▸ PROBLEM STATEMENT
Print, in exact form, the lines below from the one containing "record's metadata map." through the one containing "push_tag(&mut tags, normalize_tag(name));", and omit all others.
------------------------------------------------------------------------
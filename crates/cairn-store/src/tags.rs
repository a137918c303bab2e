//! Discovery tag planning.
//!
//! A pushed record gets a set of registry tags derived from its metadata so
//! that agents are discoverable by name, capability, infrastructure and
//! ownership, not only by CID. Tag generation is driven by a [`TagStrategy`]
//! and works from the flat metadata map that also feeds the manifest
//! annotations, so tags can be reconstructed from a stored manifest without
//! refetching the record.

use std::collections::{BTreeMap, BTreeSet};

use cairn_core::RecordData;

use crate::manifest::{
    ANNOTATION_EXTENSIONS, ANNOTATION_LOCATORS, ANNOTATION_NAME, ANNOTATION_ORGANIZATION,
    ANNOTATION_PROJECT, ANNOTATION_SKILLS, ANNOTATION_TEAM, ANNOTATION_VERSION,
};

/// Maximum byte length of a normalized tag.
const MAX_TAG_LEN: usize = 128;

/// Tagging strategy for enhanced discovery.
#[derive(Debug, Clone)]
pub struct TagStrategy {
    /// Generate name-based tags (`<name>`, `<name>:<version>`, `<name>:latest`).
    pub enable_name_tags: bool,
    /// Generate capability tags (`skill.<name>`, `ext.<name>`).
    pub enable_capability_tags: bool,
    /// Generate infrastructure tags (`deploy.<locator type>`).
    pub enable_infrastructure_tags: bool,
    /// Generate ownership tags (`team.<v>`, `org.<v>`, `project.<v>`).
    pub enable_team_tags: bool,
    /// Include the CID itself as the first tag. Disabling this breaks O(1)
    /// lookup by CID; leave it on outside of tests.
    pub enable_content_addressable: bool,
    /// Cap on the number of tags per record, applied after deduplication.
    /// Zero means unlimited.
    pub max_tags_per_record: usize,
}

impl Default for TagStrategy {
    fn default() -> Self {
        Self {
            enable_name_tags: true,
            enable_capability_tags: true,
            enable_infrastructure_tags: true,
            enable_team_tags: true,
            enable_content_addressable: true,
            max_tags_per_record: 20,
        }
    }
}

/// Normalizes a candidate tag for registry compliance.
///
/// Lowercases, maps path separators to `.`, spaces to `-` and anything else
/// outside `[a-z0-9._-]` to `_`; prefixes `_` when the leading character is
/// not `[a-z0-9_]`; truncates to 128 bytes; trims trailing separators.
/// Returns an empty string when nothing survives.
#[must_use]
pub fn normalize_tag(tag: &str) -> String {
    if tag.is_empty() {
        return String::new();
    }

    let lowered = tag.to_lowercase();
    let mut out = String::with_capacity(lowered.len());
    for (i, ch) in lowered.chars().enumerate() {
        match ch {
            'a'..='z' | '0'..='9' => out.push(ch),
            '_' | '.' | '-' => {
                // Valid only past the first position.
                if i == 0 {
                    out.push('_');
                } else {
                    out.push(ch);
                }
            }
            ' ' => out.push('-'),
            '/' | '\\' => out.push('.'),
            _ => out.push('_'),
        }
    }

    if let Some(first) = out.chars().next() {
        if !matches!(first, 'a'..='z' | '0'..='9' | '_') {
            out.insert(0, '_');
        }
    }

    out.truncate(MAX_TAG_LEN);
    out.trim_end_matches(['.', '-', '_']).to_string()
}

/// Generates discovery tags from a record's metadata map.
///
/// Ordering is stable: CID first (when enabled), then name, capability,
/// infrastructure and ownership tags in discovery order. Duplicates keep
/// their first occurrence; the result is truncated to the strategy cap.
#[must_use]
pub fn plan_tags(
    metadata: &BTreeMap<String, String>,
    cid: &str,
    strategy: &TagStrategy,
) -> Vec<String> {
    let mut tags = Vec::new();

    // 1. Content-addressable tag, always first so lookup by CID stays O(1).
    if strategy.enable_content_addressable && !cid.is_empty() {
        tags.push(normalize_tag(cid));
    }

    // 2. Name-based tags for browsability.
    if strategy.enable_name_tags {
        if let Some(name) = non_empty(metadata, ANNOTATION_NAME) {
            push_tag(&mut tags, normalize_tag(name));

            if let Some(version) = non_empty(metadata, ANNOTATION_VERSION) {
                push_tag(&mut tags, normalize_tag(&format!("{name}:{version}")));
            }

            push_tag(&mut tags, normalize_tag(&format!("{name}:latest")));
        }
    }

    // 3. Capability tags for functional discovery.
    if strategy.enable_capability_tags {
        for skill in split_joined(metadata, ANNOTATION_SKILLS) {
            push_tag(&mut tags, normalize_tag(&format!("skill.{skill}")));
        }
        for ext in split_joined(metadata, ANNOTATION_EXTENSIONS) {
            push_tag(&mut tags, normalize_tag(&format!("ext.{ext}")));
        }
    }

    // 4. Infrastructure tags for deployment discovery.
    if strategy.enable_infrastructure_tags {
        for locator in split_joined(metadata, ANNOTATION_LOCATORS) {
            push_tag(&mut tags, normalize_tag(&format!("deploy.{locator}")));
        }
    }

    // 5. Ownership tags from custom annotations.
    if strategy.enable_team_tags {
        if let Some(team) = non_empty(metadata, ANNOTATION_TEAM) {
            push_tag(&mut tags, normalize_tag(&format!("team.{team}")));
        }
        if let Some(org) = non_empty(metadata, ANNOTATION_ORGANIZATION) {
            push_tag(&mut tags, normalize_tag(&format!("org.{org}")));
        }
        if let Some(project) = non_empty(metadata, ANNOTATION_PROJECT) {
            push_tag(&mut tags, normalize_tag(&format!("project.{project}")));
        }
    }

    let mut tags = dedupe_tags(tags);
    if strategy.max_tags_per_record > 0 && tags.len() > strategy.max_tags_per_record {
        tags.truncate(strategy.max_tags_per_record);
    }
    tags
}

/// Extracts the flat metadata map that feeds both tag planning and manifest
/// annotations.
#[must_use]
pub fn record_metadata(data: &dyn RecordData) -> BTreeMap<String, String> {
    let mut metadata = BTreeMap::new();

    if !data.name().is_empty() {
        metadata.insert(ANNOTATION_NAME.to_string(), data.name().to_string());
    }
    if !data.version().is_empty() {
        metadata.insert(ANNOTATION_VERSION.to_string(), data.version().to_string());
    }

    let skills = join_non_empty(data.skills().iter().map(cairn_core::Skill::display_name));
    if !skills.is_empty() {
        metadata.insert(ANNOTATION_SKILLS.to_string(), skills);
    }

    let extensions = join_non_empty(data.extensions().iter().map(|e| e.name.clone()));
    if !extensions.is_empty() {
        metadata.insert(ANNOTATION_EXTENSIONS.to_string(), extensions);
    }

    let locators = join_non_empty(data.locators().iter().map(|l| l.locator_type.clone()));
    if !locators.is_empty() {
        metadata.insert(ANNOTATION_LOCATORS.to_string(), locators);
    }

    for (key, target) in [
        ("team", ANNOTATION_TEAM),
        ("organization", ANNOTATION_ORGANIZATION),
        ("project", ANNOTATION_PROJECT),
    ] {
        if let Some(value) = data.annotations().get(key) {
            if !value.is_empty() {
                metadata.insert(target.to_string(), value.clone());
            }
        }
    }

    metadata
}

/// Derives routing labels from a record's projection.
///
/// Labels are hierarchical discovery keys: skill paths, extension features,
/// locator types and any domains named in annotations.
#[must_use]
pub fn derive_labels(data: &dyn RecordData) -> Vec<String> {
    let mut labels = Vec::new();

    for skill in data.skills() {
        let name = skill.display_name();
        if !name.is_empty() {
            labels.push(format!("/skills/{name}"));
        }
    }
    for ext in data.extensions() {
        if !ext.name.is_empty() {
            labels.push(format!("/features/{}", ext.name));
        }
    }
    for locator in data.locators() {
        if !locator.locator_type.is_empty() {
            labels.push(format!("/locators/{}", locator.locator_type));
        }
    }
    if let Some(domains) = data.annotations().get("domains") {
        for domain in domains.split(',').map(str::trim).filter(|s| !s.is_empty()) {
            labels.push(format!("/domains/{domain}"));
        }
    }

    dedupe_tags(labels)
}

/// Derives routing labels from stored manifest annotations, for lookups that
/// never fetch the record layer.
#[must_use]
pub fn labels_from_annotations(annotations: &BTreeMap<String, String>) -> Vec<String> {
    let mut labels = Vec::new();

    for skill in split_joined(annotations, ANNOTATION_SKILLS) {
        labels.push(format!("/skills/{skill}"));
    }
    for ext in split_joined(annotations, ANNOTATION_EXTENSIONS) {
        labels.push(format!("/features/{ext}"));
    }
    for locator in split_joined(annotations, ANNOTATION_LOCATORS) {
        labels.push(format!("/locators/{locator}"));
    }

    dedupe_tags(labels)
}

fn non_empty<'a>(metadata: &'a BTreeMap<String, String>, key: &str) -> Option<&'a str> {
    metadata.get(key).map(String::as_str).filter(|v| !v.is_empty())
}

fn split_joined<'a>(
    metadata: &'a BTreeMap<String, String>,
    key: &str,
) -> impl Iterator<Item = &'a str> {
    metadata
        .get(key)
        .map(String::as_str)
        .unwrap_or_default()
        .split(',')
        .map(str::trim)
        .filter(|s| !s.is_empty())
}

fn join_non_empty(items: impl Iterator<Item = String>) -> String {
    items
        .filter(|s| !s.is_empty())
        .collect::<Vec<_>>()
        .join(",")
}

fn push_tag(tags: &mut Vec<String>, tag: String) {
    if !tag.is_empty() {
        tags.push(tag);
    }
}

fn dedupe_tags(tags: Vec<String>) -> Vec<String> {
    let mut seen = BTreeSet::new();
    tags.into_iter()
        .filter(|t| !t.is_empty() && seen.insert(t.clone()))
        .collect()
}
------------------------------------------------------------------------
▸ SOLUTION BELOW
/// Generates discovery tags from a record's metadata map.
///
/// Ordering is stable: CID first (when enabled), then name, capability,
/// infrastructure and ownership tags in discovery order. Duplicates keep
/// their first occurrence; the result is truncated to the strategy cap.
#[must_use]
pub fn plan_tags(
    metadata: &BTreeMap<String, String>,
    cid: &str,
    strategy: &TagStrategy,
) -> Vec<String> {
    let mut tags = Vec::new();

    // 1. Content-addressable tag, always first so lookup by CID stays O(1).
    if strategy.enable_content_addressable && !cid.is_empty() {
        tags.push(normalize_tag(cid));
    }

    // 2. Name-based tags for browsability.
    if strategy.enable_name_tags {
        if let Some(name) = non_empty(metadata, ANNOTATION_NAME) {
            push_tag(&mut tags, normalize_tag(name));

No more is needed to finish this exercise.